Став взрослой, Грейс Келли имела обыкновение выхватывать по собственному усмотрению кусочки каждого из этих двух взаимоисключающих мифов (как отцовского, так и дядиного), формируя тем самым свой образ, в котором органично переплелись черты мечтательной девчушки из Ист-Фоллз и самоуверенной великосветской дамы. Но помимо усвоенных ею составных частей обоих мифов, главный урок, который она извлекла из воспоминаний этих двух главных фигур ее детства, заключался в том, что ей тоже требовался сценарий собственной жизни. Джек и Джордж служили наглядным свидетельством того, что если человек убежденно верит в созданный им самим же миф, большинство других людей тоже наверняка поверят в него.



В более поздние годы стиль поведения Грейс Келли отличался заметной отстраненностью — эту черту она также позаимствовала у дяди Джорджа. Предпочитающий держаться особняком, привередливый Джордж Келли, несомненно, был величайшим снобом. Когда дело касалось политики, он оставался консервативным республиканцем и в той же мере питал отвращение к популистскому стилю Рузвельта, в какой Джек Келли восхищался президентом. Оба брата настолько резко разошлись во мнениях, что в конце концов предпочитали не затрагивать эту болезненную тему, хотя обо всем другом имели обыкновение спорить до хрипоты. «Он был одним из немногих, — вспоминает Грейс своего дядю Джорджа, — кто постоянно перечил моему отцу».

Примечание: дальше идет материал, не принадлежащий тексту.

//! Application state for the parcel rate engine API.
//!
//! Quotes read the active rule set through a shared, swappable pointer so
//! they never block on an edit in progress. Edits are serialized: each one
//! clones the active set, applies its change, normalizes, persists and only
//! then swaps the new set in. Rule file reads and writes run on the blocking
//! thread pool.

use std::sync::{Arc, PoisonError, RwLock};

use tokio::sync::Mutex;
use tracing::info;

use crate::calculation::normalize_and_order;
use crate::config::RuleStore;
use crate::error::{EngineError, EngineResult};
use crate::models::{RuleSet, RuleSetReview};

/// Shared application state.
#[derive(Clone)]
pub struct AppState {
    /// The active rule set.
    rules: Arc<RwLock<Arc<RuleSet>>>,
    /// Where edits are persisted, if anywhere.
    store: Option<Arc<RuleStore>>,
    /// Held for the whole of an edit or reload.
    edit_lock: Arc<Mutex<()>>,
    /// Normalize rules reloaded from the store.
    normalize_on_load: bool,
}

impl AppState {
    /// Creates state serving `rules` with no backing store. Edits only
    /// change the in-memory set.
    pub fn new(rules: RuleSet) -> Self {
        Self {
            rules: Arc::new(RwLock::new(Arc::new(rules))),
            store: None,
            edit_lock: Arc::new(Mutex::new(())),
            normalize_on_load: true,
        }
    }

    /// Creates state serving `rules`, persisting edits to `store`.
    pub fn with_store(rules: RuleSet, store: RuleStore, normalize_on_load: bool) -> Self {
        Self {
            store: Some(Arc::new(store)),
            normalize_on_load,
            ..Self::new(rules)
        }
    }

    /// Returns a snapshot of the active rule set.
    pub fn rules(&self) -> Arc<RuleSet> {
        let guard = self.rules.read().unwrap_or_else(PoisonError::into_inner);
        Arc::clone(&guard)
    }

    /// Replaces the active rule set, returning the previous one.
    pub fn swap_rules(&self, rules: RuleSet) -> Arc<RuleSet> {
        let mut guard = self.rules.write().unwrap_or_else(PoisonError::into_inner);
        std::mem::replace(&mut *guard, Arc::new(rules))
    }

    /// The backing store, if one is configured.
    pub fn store(&self) -> Option<&RuleStore> {
        self.store.as_deref()
    }

    /// Applies `edit` to a copy of the active rule set, normalizes the
    /// result, persists it and makes it active.
    ///
    /// If `edit` or persisting fails the active set is left unchanged.
    pub async fn edit_rules<F>(&self, edit: F) -> EngineResult<RuleSetReview>
    where
        F: FnOnce(&mut RuleSet) -> EngineResult<()>,
    {
        let _guard = self.edit_lock.lock().await;

        let mut working = RuleSet::clone(&self.rules());
        edit(&mut working)?;

        let review = normalize_and_order(&working);
        self.commit(review.rules.clone()).await?;
        Ok(review)
    }

    /// Re-reads the rule set from the store and makes it active.
    ///
    /// Returns `Ok(None)` when no store is configured. On any load failure
    /// the previous rule set stays active.
    pub async fn reload_rules(&self) -> EngineResult<Option<Arc<RuleSet>>> {
        let Some(store) = self.store.as_ref() else {
            return Ok(None);
        };

        let _guard = self.edit_lock.lock().await;
        let normalize = self.normalize_on_load;
        let rules = run_blocking(store, move |store| store.load_active(normalize)).await?;
        self.swap_rules(rules);

        info!(path = %store.path().display(), "Reloaded rule set");
        Ok(Some(self.rules()))
    }

    async fn commit(&self, rules: RuleSet) -> EngineResult<()> {
        let rules = match self.store.as_ref() {
            Some(store) => {
                run_blocking(store, move |store| store.save(&rules).map(|()| rules)).await?
            }
            None => rules,
        };
        self.swap_rules(rules);
        Ok(())
    }
}

/// Runs a rule file operation on the blocking thread pool.
async fn run_blocking<T, F>(store: &Arc<RuleStore>, op: F) -> EngineResult<T>
where
    F: FnOnce(&RuleStore) -> EngineResult<T> + Send + 'static,
    T: Send + 'static,
{
    let store = Arc::clone(store);
    let location = store.path().display().to_string();

    tokio::task::spawn_blocking(move || op(&store))
        .await
        .map_err(|e| EngineError::ConfigIo {
            location,
            message: e.to_string(),
        })?
}
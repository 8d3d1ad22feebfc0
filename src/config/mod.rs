//! Configuration for the parcel rate engine.
//!
//! Rule sets live in a key-value file read and written by [`RuleStore`].
//! Service settings (listener address, rule file location) are read from
//! YAML by [`EngineSettings`].
//!
//! # Example
//!
//! ```no_run
//! use parcel_rate_engine::config::{EngineSettings, RuleStore};
//!
//! let settings = EngineSettings::load_or_default("./config/engine.yaml")?;
//! let rules = RuleStore::new(&settings.rules.path).load()?;
//! println!("Loaded {} rules", rules.len());
//! # Ok::<(), parcel_rate_engine::error::EngineError>(())
//! ```

mod properties;
mod rule_store;
mod settings;

pub use properties::Properties;
pub use rule_store::{
    DEFAULT_RULES, RULES_FILE_HEADER, RuleStore, default_rules, load_rules, parse_rules,
    persist_rules, render_rules,
};
pub use settings::{
    DEFAULT_SETTINGS_PATH, EngineSettings, RulesSettings, SETTINGS_PATH_ENV, ServerSettings,
};
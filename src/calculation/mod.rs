//! Calculation logic for the parcel rate engine.
//!
//! This module contains the girth check, dimension normalization, first-fit
//! rule matching used to price a package, and the normalization and
//! advisory review applied to rule sets before they take effect.

mod girth;
mod normalization;
mod rule_matching;
mod rule_review;

pub use girth::{GIRTH_LIMIT_MM, GirthCheck, calculate_girth, check_girth, check_girth_limit};
pub use normalization::{
    DimensionNormalization, normalize_package, normalize_rule, normalized_dimensions,
    sort_dimensions,
};
pub use rule_matching::{
    RateResolution, find_first_match, resolve, resolve_price, resolve_price_for, rule_covers,
};
pub use rule_review::{normalize_and_order, review_rules};
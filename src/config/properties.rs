//! Minimal key-value properties reader.
//!
//! Understands the subset of the `.properties` format the rule files use:
//! one `key=value` (or `key: value`, or `key value`) pair per line, `#` and
//! `!` comment lines, blank lines. Later duplicates of a key win. Escapes and
//! line continuations are not supported.

use std::collections::HashMap;

/// Parsed key-value pairs.
#[derive(Debug, Clone, Default, PartialEq, Eq)]
pub struct Properties {
    entries: HashMap<String, String>,
}

impl Properties {
    /// Parses properties text.
    pub fn parse(text: &str) -> Self {
        let mut entries = HashMap::new();

        for raw_line in text.lines() {
            let line = raw_line.trim();
            if line.is_empty() || line.starts_with('#') || line.starts_with('!') {
                continue;
            }

            let key_end = line
                .find(|c: char| c == '=' || c == ':' || c.is_whitespace())
                .unwrap_or(line.len());
            let key = &line[..key_end];

            let rest = line[key_end..].trim_start();
            let value = rest
                .strip_prefix(['=', ':'])
                .unwrap_or(rest)
                .trim_start();

            entries.insert(key.to_string(), value.to_string());
        }

        Self { entries }
    }

    /// Returns the value for `key`, if present.
    pub fn get(&self, key: &str) -> Option<&str> {
        self.entries.get(key).map(String::as_str)
    }

    /// Returns true if `key` is present.
    pub fn contains_key(&self, key: &str) -> bool {
        self.entries.contains_key(key)
    }

    /// Number of distinct keys.
    pub fn len(&self) -> usize {
        self.entries.len()
    }

    /// Returns true if no keys were parsed.
    pub fn is_empty(&self) -> bool {
        self.entries.is_empty()
    }
}

#[cfg(test)]
mod tests {
    use super::*;

    #[test]
    fn test_parse_equals_separated_pairs() {
        let props = Properties::parse("entry.0.dimensions=300x300x150x1000\nentry.0.price=3.89\n");
        assert_eq!(props.get("entry.0.dimensions"), Some("300x300x150x1000"));
        assert_eq!(props.get("entry.0.price"), Some("3.89"));
        assert_eq!(props.len(), 2);
    }

    #[test]
    fn test_comments_and_blank_lines_are_skipped() {
        let text = "#Package Configurations\n! legacy comment\n\n   \nkey=value\n";
        let props = Properties::parse(text);
        assert_eq!(props.len(), 1);
        assert_eq!(props.get("key"), Some("value"));
    }

    #[test]
    fn test_colon_and_whitespace_separators() {
        let props = Properties::parse("a: 1\nb 2\nc = 3\n");
        assert_eq!(props.get("a"), Some("1"));
        assert_eq!(props.get("b"), Some("2"));
        assert_eq!(props.get("c"), Some("3"));
    }

    #[test]
    fn test_later_duplicate_wins() {
        let props = Properties::parse("k=first\nk=second\n");
        assert_eq!(props.get("k"), Some("second"));
    }

    #[test]
    fn test_key_without_value_maps_to_empty_string() {
        let props = Properties::parse("lonely\n");
        assert!(props.contains_key("lonely"));
        assert_eq!(props.get("lonely"), Some(""));
    }

    #[test]
    fn test_windows_line_endings() {
        let props = Properties::parse("k=v\r\nother=w\r\n");
        assert_eq!(props.get("k"), Some("v"));
        assert_eq!(props.get("other"), Some("w"));
    }

    #[test]
    fn test_empty_text() {
        assert!(Properties::parse("").is_empty());
    }
}
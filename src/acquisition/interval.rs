//! Fixed-period polling scheduler.
//!
//! The sampling loop runs on its own tokio task. Each iteration waits for the
//! next interval tick, runs the [`PollingStrategy`] against the device and
//! enqueues the result. Both waits are raced against a `watch` stop signal,
//! so a stop request takes effect within one period even if the device read
//! itself hangs.
//!
//! A failed read is logged and skipped; the loop only ends on stop.

use super::{AcquisitionScheduler, PollingStrategy, SampleQueue};
use crate::error::{AppResult, ScanError};
use crate::hardware::{DeviceClaim, ScalarSource};
use async_trait::async_trait;
use std::sync::Arc;
use std::time::Duration;
use tokio::sync::watch;
use tokio::task::JoinHandle;
use tokio::time::{interval, MissedTickBehavior};
use tracing::{debug, info_span, warn, Instrument};

/// Polls a [`ScalarSource`] at a fixed period.
pub struct IntervalScheduler {
    device: Arc<dyn ScalarSource>,
    strategy: Arc<dyn PollingStrategy>,
    period: Duration,
    queue: SampleQueue,
    stop_tx: Option<watch::Sender<bool>>,
    task: Option<JoinHandle<()>>,
    _claim: DeviceClaim,
}

impl IntervalScheduler {
    /// Claim `device` and prepare to poll it every `period`.
    ///
    /// # Errors
    /// - `ScanError::InvalidDevice` if the device is not open
    /// - `ScanError::DeviceBusy` if another component owns the device
    /// - `ScanError::Configuration` for a zero period
    pub fn new(
        device: Arc<dyn ScalarSource>,
        strategy: Arc<dyn PollingStrategy>,
        period: Duration,
    ) -> AppResult<Self> {
        if period.is_zero() {
            return Err(ScanError::Configuration(
                "polling period must be positive".to_string(),
            ));
        }
        let claim = device.claim()?;
        Ok(Self {
            device,
            strategy,
            period,
            queue: SampleQueue::new(),
            stop_tx: None,
            task: None,
            _claim: claim,
        })
    }

    /// Polling period.
    pub fn period(&self) -> Duration {
        self.period
    }
}

async fn poll_loop(
    device: Arc<dyn ScalarSource>,
    strategy: Arc<dyn PollingStrategy>,
    period: Duration,
    queue: SampleQueue,
    mut stop_rx: watch::Receiver<bool>,
) {
    let mut ticker = interval(period);
    ticker.set_missed_tick_behavior(MissedTickBehavior::Delay);
    let mut failures: u64 = 0;

    loop {
        tokio::select! {
            biased;
            _ = stop_rx.changed() => break,
            _ = ticker.tick() => {}
        }

        let attempt = tokio::select! {
            biased;
            _ = stop_rx.changed() => break,
            result = strategy.acquire(device.as_ref()) => result,
        };

        match attempt {
            Ok(point) => {
                if !queue.push(point) {
                    break;
                }
            }
            Err(err) => {
                failures += 1;
                if err.is_signal_state() {
                    warn!(error = %err, failures, "acquisition failed, sample skipped");
                } else {
                    warn!(error = %err, failures, "acquisition failed, device problem");
                }
            }
        }
    }

    debug!(samples = queue.len(), failures, "polling loop exited");
}

#[async_trait]
impl AcquisitionScheduler for IntervalScheduler {
    async fn start(&mut self) -> AppResult<()> {
        if self.is_running() {
            warn!(device = %self.device.device_id(), "start ignored, scheduler already running");
            return Ok(());
        }

        let queue = SampleQueue::new();
        let (stop_tx, stop_rx) = watch::channel(false);
        let span = info_span!(
            "interval_scheduler",
            device = %self.device.device_id(),
            period_ms = self.period.as_millis() as u64
        );
        let task = tokio::spawn(
            poll_loop(
                Arc::clone(&self.device),
                Arc::clone(&self.strategy),
                self.period,
                queue.clone(),
                stop_rx,
            )
            .instrument(span),
        );

        self.queue = queue;
        self.stop_tx = Some(stop_tx);
        self.task = Some(task);
        Ok(())
    }

    async fn stop(&mut self) {
        if let Some(stop_tx) = self.stop_tx.take() {
            let _ = stop_tx.send(true);
        }
        if let Some(task) = self.task.take() {
            if let Err(err) = task.await {
                warn!(error = %err, "polling task did not exit cleanly");
            }
        }
        self.queue.close();
    }

    fn data(&self) -> SampleQueue {
        self.queue.clone()
    }

    fn is_running(&self) -> bool {
        self.task.is_some()
    }
}

impl Drop for IntervalScheduler {
    fn drop(&mut self) {
        if let Some(task) = self.task.take() {
            task.abort();
        }
    }
}
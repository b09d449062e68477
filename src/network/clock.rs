//! Per-node monotonic clock.
//!
//! Each node measures time in milliseconds since its own origin. Values from
//! two nodes are never compared directly; a TRIG only transfers the
//! difference between its send time and its start time.

use tokio::time::Instant;

/// Millisecond clock anchored at construction.
#[derive(Debug, Clone, Copy)]
pub struct NodeClock {
    origin: Instant,
}

impl Default for NodeClock {
    fn default() -> Self {
        Self::new()
    }
}

impl NodeClock {
    /// Start the clock at zero now.
    pub fn new() -> Self {
        Self {
            origin: Instant::now(),
        }
    }

    /// Milliseconds since the origin.
    pub fn now_ms(&self) -> u64 {
        self.origin.elapsed().as_millis() as u64
    }

    /// The instant `ms` milliseconds after the origin.
    pub fn instant_at(&self, ms: u64) -> Instant {
        self.origin + std::time::Duration::from_millis(ms)
    }
}
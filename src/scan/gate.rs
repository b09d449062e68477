//! Merge and validation of one step's measurements.
//!
//! The gate pairs the analyzer's intensity summary with the controller's
//! frequency summary and decides whether the step is usable. A rejected step
//! is a normal outcome (`valid == false` plus a reason), not an error. Only a
//! pairing mistake, such as summaries from different steps, is an error.

use crate::error::ProtocolViolation;
use crate::measurement::{ChannelSummary, Quantity};
use serde::{Deserialize, Serialize};

/// Strict upper bounds on window standard deviation.
#[derive(Debug, Clone, Copy, PartialEq, Serialize, Deserialize)]
pub struct StabilityThresholds {
    /// Hz
    pub freq_stddev: f64,
    /// V
    pub intensity_stddev: f64,
}

/// Combined measurement of one step.
#[derive(Debug, Clone, PartialEq, Serialize, Deserialize)]
pub struct StepResult {
    /// Step this result belongs to.
    pub step_index: u32,
    /// Mean frequency in Hz.
    pub avg_frequency: f64,
    /// Frequency standard deviation in Hz.
    pub freq_stddev: f64,
    /// Mean intensity in V.
    pub avg_intensity: f64,
    /// Intensity standard deviation in V.
    pub intensity_stddev: f64,
    /// Frequency samples in the window.
    pub n_freq_samples: u32,
    /// Intensity samples in the window.
    pub n_intensity_samples: u32,
    /// Both channels were stable and non-empty.
    pub valid: bool,
    /// Why the step was rejected; `None` when valid.
    pub reason: Option<String>,
}

/// Applies [`StabilityThresholds`] to paired channel summaries.
#[derive(Debug, Clone, Copy)]
pub struct ValidationGate {
    thresholds: StabilityThresholds,
}

impl ValidationGate {
    /// Gate with the given thresholds.
    pub fn new(thresholds: StabilityThresholds) -> Self {
        Self { thresholds }
    }

    /// Thresholds in use.
    pub fn thresholds(&self) -> StabilityThresholds {
        self.thresholds
    }

    /// Merge `intensity` and `frequency` for one step.
    ///
    /// A channel with zero samples is never stable, whatever its stddev
    /// field holds.
    ///
    /// # Errors
    /// - `ProtocolViolation::StepMismatch` if the summaries name different steps
    /// - `ProtocolViolation::QuantityMismatch` if either summary measures the
    ///   wrong quantity
    pub fn evaluate(
        &self,
        intensity: &ChannelSummary,
        frequency: &ChannelSummary,
    ) -> Result<StepResult, ProtocolViolation> {
        if intensity.quantity != Quantity::Intensity || frequency.quantity != Quantity::Frequency {
            return Err(ProtocolViolation::QuantityMismatch);
        }
        if intensity.step_index != frequency.step_index {
            return Err(ProtocolViolation::StepMismatch {
                expected: frequency.step_index,
                got: intensity.step_index,
            });
        }

        let reason = if frequency.n_samples == 0 {
            Some("no frequency samples".to_string())
        } else if intensity.n_samples == 0 {
            Some("no intensity samples".to_string())
        } else {
            let freq_ok = frequency.is_stable(self.thresholds.freq_stddev);
            let intensity_ok = intensity.is_stable(self.thresholds.intensity_stddev);
            match (freq_ok, intensity_ok) {
                (true, true) => None,
                (false, true) => Some("frequency unstable".to_string()),
                (true, false) => Some("intensity unstable".to_string()),
                (false, false) => Some("frequency and intensity unstable".to_string()),
            }
        };

        Ok(StepResult {
            step_index: frequency.step_index,
            avg_frequency: frequency.mean,
            freq_stddev: frequency.stddev,
            avg_intensity: intensity.mean,
            intensity_stddev: intensity.stddev,
            n_freq_samples: frequency.n_samples,
            n_intensity_samples: intensity.n_samples,
            valid: reason.is_none(),
            reason,
        })
    }
}
//! Forward-only queue of scan steps.
//!
//! A `StepQueue` is consumed as it is iterated. Repeating a pass means
//! building a new queue, typically from the retry ledger.

use crate::error::{AppResult, ScanError};
use serde::{Deserialize, Serialize};
use std::collections::HashSet;

/// One voltage setpoint of a scan.
#[derive(Debug, Clone, Copy, PartialEq, Serialize, Deserialize)]
pub struct ScanStep {
    /// Unique within one queue.
    pub step_index: u32,
    /// Setpoint in volts.
    pub voltage: f64,
}

impl ScanStep {
    /// Step `step_index` at `voltage` volts.
    pub fn new(step_index: u32, voltage: f64) -> Self {
        Self {
            step_index,
            voltage,
        }
    }
}

/// Ordered, finite, single-pass sequence of [`ScanStep`]s.
///
/// Iteration order is insertion order, never voltage order.
#[derive(Debug)]
pub struct StepQueue {
    steps: std::vec::IntoIter<ScanStep>,
}

impl StepQueue {
    /// Build a queue, rejecting duplicate indices and non-finite voltages.
    pub fn new(steps: Vec<ScanStep>) -> AppResult<Self> {
        let mut seen = HashSet::with_capacity(steps.len());
        for step in &steps {
            if !seen.insert(step.step_index) {
                return Err(ScanError::Configuration(format!(
                    "duplicate step index {}",
                    step.step_index
                )));
            }
            if !step.voltage.is_finite() {
                return Err(ScanError::Configuration(format!(
                    "step {} has non-finite voltage",
                    step.step_index
                )));
            }
        }
        Ok(Self {
            steps: steps.into_iter(),
        })
    }

    /// `n` evenly spaced setpoints from `start` to `stop` inclusive,
    /// indexed from zero.
    pub fn linear(start: f64, stop: f64, n: u32) -> AppResult<Self> {
        if !(start.is_finite() && stop.is_finite()) {
            return Err(ScanError::Configuration(
                "ramp bounds must be finite".to_string(),
            ));
        }
        let steps = (0..n)
            .map(|i| {
                let voltage = if n == 1 {
                    start
                } else {
                    start + (stop - start) * f64::from(i) / f64::from(n - 1)
                };
                ScanStep::new(i, voltage)
            })
            .collect();
        Self::new(steps)
    }

    /// Steps not yet yielded.
    pub fn remaining(&self) -> usize {
        self.steps.len()
    }

    /// Remaining steps without consuming them.
    pub fn pending(&self) -> &[ScanStep] {
        self.steps.as_slice()
    }
}

impl Iterator for StepQueue {
    type Item = ScanStep;

    fn next(&mut self) -> Option<ScanStep> {
        self.steps.next()
    }

    fn size_hint(&self) -> (usize, Option<usize>) {
        self.steps.size_hint()
    }
}

impl ExactSizeIterator for StepQueue {}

Организующим принципом бытия в доме № 3901 по Генри-авеню являлось почитание отца, и Грейс, разумеется, была ярой приверженицей этой политики. К счастью, дочернее неповиновение ей заменило стремление к вещам, которыми ее как магнитом притягивал к себе дядя Джордж. Последний являл собой достойную внимания фигуру: такой же высокий, как и его брат Джек, ростом более шести футов, однако не такой коренастый и более благородной наружности — одним словом, человек высоких запросов и утонченного вкуса. С фотографии, снятой в 1924 году, в то время, когда на Бродвее шел его второй хит «Показуха», на нас смотрит темноволосый мужчина с пронзительными черными глазами, орлиным носом и почти женственным ртом.

Сексуальная сторона натуры дяди Джорджа так и осталась до конца не разгаданной. Закоренелый холостяк, он не заводил даже временных подружек, и хотя из-под его пера выходили удивительно яркие и колоритные женские образы, критики частенько обвиняли его в женоненавистничестве. Свое одиночество он делил с верным и немногословным лакеем. Однако даже если Джордж Келли и был гомосексуалистом, то внешне это никак не проявлялось. Он жил уединенно и замкнуто — аккуратист, немного чопорный и напыщенный, как и его пьесы. Он даже чай пил только заваривая настоящий чайный лист и ни разу не воспользовался одноразовым пакетиком.

«Это был старомодный джентльмен, — вспоминает Дороти Лэнгдон Ситли, чей отец Рой был семейным врачом как у Келли, так и у Майеров. — В нем было что-то европейское».

Грейс любила, когда дядя Джордж приглашал ее куда-нибудь на ланч и разговаривал с нею о сценариях, книгах, ролях. «Я могла сидеть и слушать дядю Джорджа ночь напролет, — вспоминала она позднее. — Одна история следовала за другой».

Джордж Келли начинал в водевиле и как актер, занятый в одноактных юмористических мини-спектаклях, которые составляли в ту пору непременную часть репертуара мюзик-холлов, а затем был вынужден переключиться на сочинение пьесок, чтобы не оставаться без рабочего материала. Постепенно он перешел на настоящие пьесы и с 1922 года, начав «Факелоносцами», пожинал плоды истинного успеха. Однако его формалистические, оторванные от жизни сочинения были вынуждены в годы Депрессии уступить место реализму, и Джордж Келли в начале тридцатых переселился в Голливуд, где сочинял и доводил до совершенства киносценарии. Он работал по контракту у МГМ[3], и одной из наиболее важных задач для него стала защита творческой индивидуальности художника от давления и компромиссов студийной системы.

3

МГМ — американская киностудия «Метро-Голдвин-Майер».